Women and Art Rozeal uses the championship of this work, a play on Aphrodite, ancient Greek goddess of beloved and beauty, to present a cross-cultural rebellion on beauty ideals that traverses the Eastern and Western Hemispheres. Rozeal spent fourth dimension in Japan through a fellowship plan and became interested in the ganguro style, whereby young Japanese women counter traditional beauty norms past wearing skin-concealment makeup, dying their long pilus blonde, and applying long boom tips. As a DJ and functioning artist, Rozeal underscores ganguro'southward references to African American hip-hop civilization—seen in the words "back and along" repeated in the background, a quotation from the song "Whip My Hair" past Willow Smith, while music discs frame the figure. The stylized appearance and pose of the figure recall Japanese 19th-century ukiyo-e prints, which traditionally describe a fantasy world of nightlife and geisha. What does beauty mean to you? What does this work of art make y'all call back about women in your ain customs and culture?
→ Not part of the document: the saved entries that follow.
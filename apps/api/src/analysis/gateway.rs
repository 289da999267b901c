//! Analysis gateway — turns job-posting text into a rating and feedback.

use std::sync::Arc;

use serde::{Deserialize, Serialize};
use thiserror::Error;
use tracing::{info, warn};

use crate::analysis::parser::{parse_reply, ReplyParseError};
use crate::analysis::policy::ModerationVerdict;
use crate::analysis::prompts::build_analysis_prompt;
use crate::llm_client::prompts::END_OF_TURN;
use crate::llm_client::TextGenerator;

/// Outcome of a successful analysis. Only built when both values parsed.
#[derive(Debug, Clone, PartialEq, Eq, Serialize, Deserialize)]
pub struct AnalysisResult {
    pub rating: u32,
    pub feedback: String,
}

impl AnalysisResult {
    pub fn verdict(&self) -> ModerationVerdict {
        ModerationVerdict::from_rating(self.rating)
    }
}

#[derive(Debug, Error)]
pub enum AnalysisError {
    #[error("Job posting text is empty")]
    EmptyInput,

    #[error("Text-generation backend unavailable: {0}")]
    BackendUnavailable(String),

    #[error("Failed to parse AI response: {reason}")]
    ParseFailure {
        reason: ReplyParseError,
        raw: String,
    },

    #[error("{0} is not configured")]
    ConfigurationMissing(String),
}

impl AnalysisError {
    /// Stable machine-readable name of the error kind.
    pub fn kind(&self) -> &'static str {
        match self {
            AnalysisError::EmptyInput => "empty_input",
            AnalysisError::BackendUnavailable(_) => "backend_unavailable",
            AnalysisError::ParseFailure { .. } => "parse_failure",
            AnalysisError::ConfigurationMissing(_) => "configuration_missing",
        }
    }
}

/// Cheap to clone; the backend is shared.
#[derive(Clone)]
pub struct AnalysisGateway {
    backend: Option<Arc<dyn TextGenerator>>,
}

impl AnalysisGateway {
    pub fn new(backend: Arc<dyn TextGenerator>) -> Self {
        Self {
            backend: Some(backend),
        }
    }

    /// A gateway with no backend credential; every non-empty call fails
    /// with `ConfigurationMissing`.
    pub fn unconfigured() -> Self {
        Self { backend: None }
    }

    pub fn is_configured(&self) -> bool {
        self.backend.is_some()
    }

    /// Rates `text` for misleading content. One backend call, no retries.
    pub async fn analyze(&self, text: &str) -> Result<AnalysisResult, AnalysisError> {
        if text.trim().is_empty() {
            return Err(AnalysisError::EmptyInput);
        }

        let backend = self
            .backend
            .as_ref()
            .ok_or_else(|| AnalysisError::ConfigurationMissing("DEEPINFRA_API_KEY".to_string()))?;

        let prompt = build_analysis_prompt(text);
        let raw = backend
            .generate(&prompt, &[END_OF_TURN])
            .await
            .map_err(|e| {
                warn!("Analysis backend call failed: {e}");
                AnalysisError::BackendUnavailable(e.to_string())
            })?;

        info!("AI response: {raw:?}");

        match parse_reply(&raw) {
            Ok(parsed) => Ok(AnalysisResult {
                rating: parsed.rating,
                feedback: parsed.feedback,
            }),
            Err(reason) => {
                warn!("Failed to parse AI response ({reason}): {raw:?}");
                Err(AnalysisError::ParseFailure { reason, raw })
            }
        }
    }
}


#[cfg(test)]
mod tests {
    use super::test_support::ScriptedBackend;
    use super::*;

    fn gateway_with(backend: &Arc<ScriptedBackend>) -> AnalysisGateway {
        AnalysisGateway::new(backend.clone())
    }

    #[tokio::test]
    async fn test_analyze_parses_rating_and_feedback() {
        let backend = Arc::new(ScriptedBackend::replying(
            "Rating: 3\nFeedback: Salary range is vague",
        ));
        let result = gateway_with(&backend)
            .analyze("Rust Engineer Acme Remote $1 - $2 Build things")
            .await
            .unwrap();
        assert_eq!(
            result,
            AnalysisResult {
                rating: 3,
                feedback: "Salary range is vague".to_string()
            }
        );
        assert_eq!(result.verdict(), ModerationVerdict::Flagged);
        assert_eq!(backend.call_count(), 1);
    }

    #[tokio::test]
    async fn test_analyze_sends_posting_inside_prompt() {
        let backend = Arc::new(ScriptedBackend::replying("Rating: 1\nFeedback: ok"));
        gateway_with(&backend)
            .analyze("Senior Designer at Globex")
            .await
            .unwrap();
        let sent = backend.last_input.lock().unwrap().clone().unwrap();
        assert!(sent.contains("Senior Designer at Globex"));
        assert!(sent.contains("Rating: [number between 1-5]"));
    }

    #[tokio::test]
    async fn test_analyze_empty_input_makes_no_call() {
        let backend = Arc::new(ScriptedBackend::replying("Rating: 1\nFeedback: ok"));
        let gateway = gateway_with(&backend);
        for text in ["", "   ", "\n\t  \n"] {
            let err = gateway.analyze(text).await.unwrap_err();
            assert!(matches!(err, AnalysisError::EmptyInput));
        }
        assert_eq!(backend.call_count(), 0);
    }

    #[tokio::test]
    async fn test_analyze_unparseable_reply_is_parse_failure() {
        let backend = Arc::new(ScriptedBackend::replying("I cannot help with that."));
        let err = gateway_with(&backend).analyze("a job").await.unwrap_err();
        match err {
            AnalysisError::ParseFailure { reason, raw } => {
                assert_eq!(reason, ReplyParseError::MissingRating);
                assert_eq!(raw, "I cannot help with that.");
            }
            other => panic!("expected ParseFailure, got {other:?}"),
        }
        assert_eq!(backend.call_count(), 1);
    }

    #[tokio::test]
    async fn test_analyze_word_rating_is_parse_failure() {
        let backend = Arc::new(ScriptedBackend::replying("Rating: five\nFeedback: bad"));
        let err = gateway_with(&backend).analyze("a job").await.unwrap_err();
        assert_eq!(err.kind(), "parse_failure");
    }

    #[tokio::test]
    async fn test_analyze_backend_failure_is_unavailable() {
        let backend = Arc::new(ScriptedBackend::failing(503));
        let err = gateway_with(&backend).analyze("a job").await.unwrap_err();
        assert!(matches!(err, AnalysisError::BackendUnavailable(_)));
        assert_eq!(backend.call_count(), 1);
    }

    #[tokio::test]
    async fn test_analyze_unconfigured_gateway() {
        let gateway = AnalysisGateway::unconfigured();
        assert!(!gateway.is_configured());
        let err = gateway.analyze("a job").await.unwrap_err();
        assert_eq!(err.kind(), "configuration_missing");
    }

    #[tokio::test]
    async fn test_analyze_unconfigured_still_rejects_empty_first() {
        let err = AnalysisGateway::unconfigured()
            .analyze("  ")
            .await
            .unwrap_err();
        assert!(matches!(err, AnalysisError::EmptyInput));
    }

    #[test]
    fn test_error_kinds_are_distinct() {
        let kinds = [
            AnalysisError::EmptyInput.kind(),
            AnalysisError::BackendUnavailable("x".into()).kind(),
            AnalysisError::ParseFailure {
                reason: ReplyParseError::MissingFeedback,
                raw: String::new(),
            }
            .kind(),
            AnalysisError::ConfigurationMissing("X".into()).kind(),
        ];
        for (i, a) in kinds.iter().enumerate() {
            for b in &kinds[i + 1..] {
                assert_ne!(a, b);
            }
        }
    }
}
Women and Art This frail work, smaller than a standard sheet of paper, is carefully constructed from fibers. Sheila Hicks has built a long career exploring the intersections between so-called art and textiles. In and so doing, she has brought creative practices like weaving and tapestry, which are often denigrated as crafts and women's work, into the mainstream. Hicks enrolled at the Yale Schoolhouse of Fine art during the 1950s and studied with Josef Albers, an abstract artist and color theorist originally from Germany. As a student, Hicks also became acquainted with the work of Albers's married woman, Anni Albers, considered one of the foremost textile artists and designers of the 20th century. A grant to study painting in Republic of chile sparked Hicks's interest in Ethnic textile traditions and led her to embark on a cocky-guided tour through every state of South America. During her nomadic career, she has developed cobweb arts workshops in United mexican states, Chile, and S Africa. Today she works largely from a studio in Paris. Hicks'due south work spotlights the fourth dimension and labor that fabric arts entail—hours spent in repetitive motions and gestures to create pliable forms that reveal the traces of their making. Although jump by their structure, her works oft appear remarkably costless and expressive. Modestly scaled works, such every bit, Embedded Thoughts, made of narrow strips of fragile paper wrapped in tiny threads of silk, serve as "sketches" in which the artist works through experimental ideas. Are at that place any traditions that have been passed down among women in your customs or culture? Exercise you participate in these traditions? Why or why not?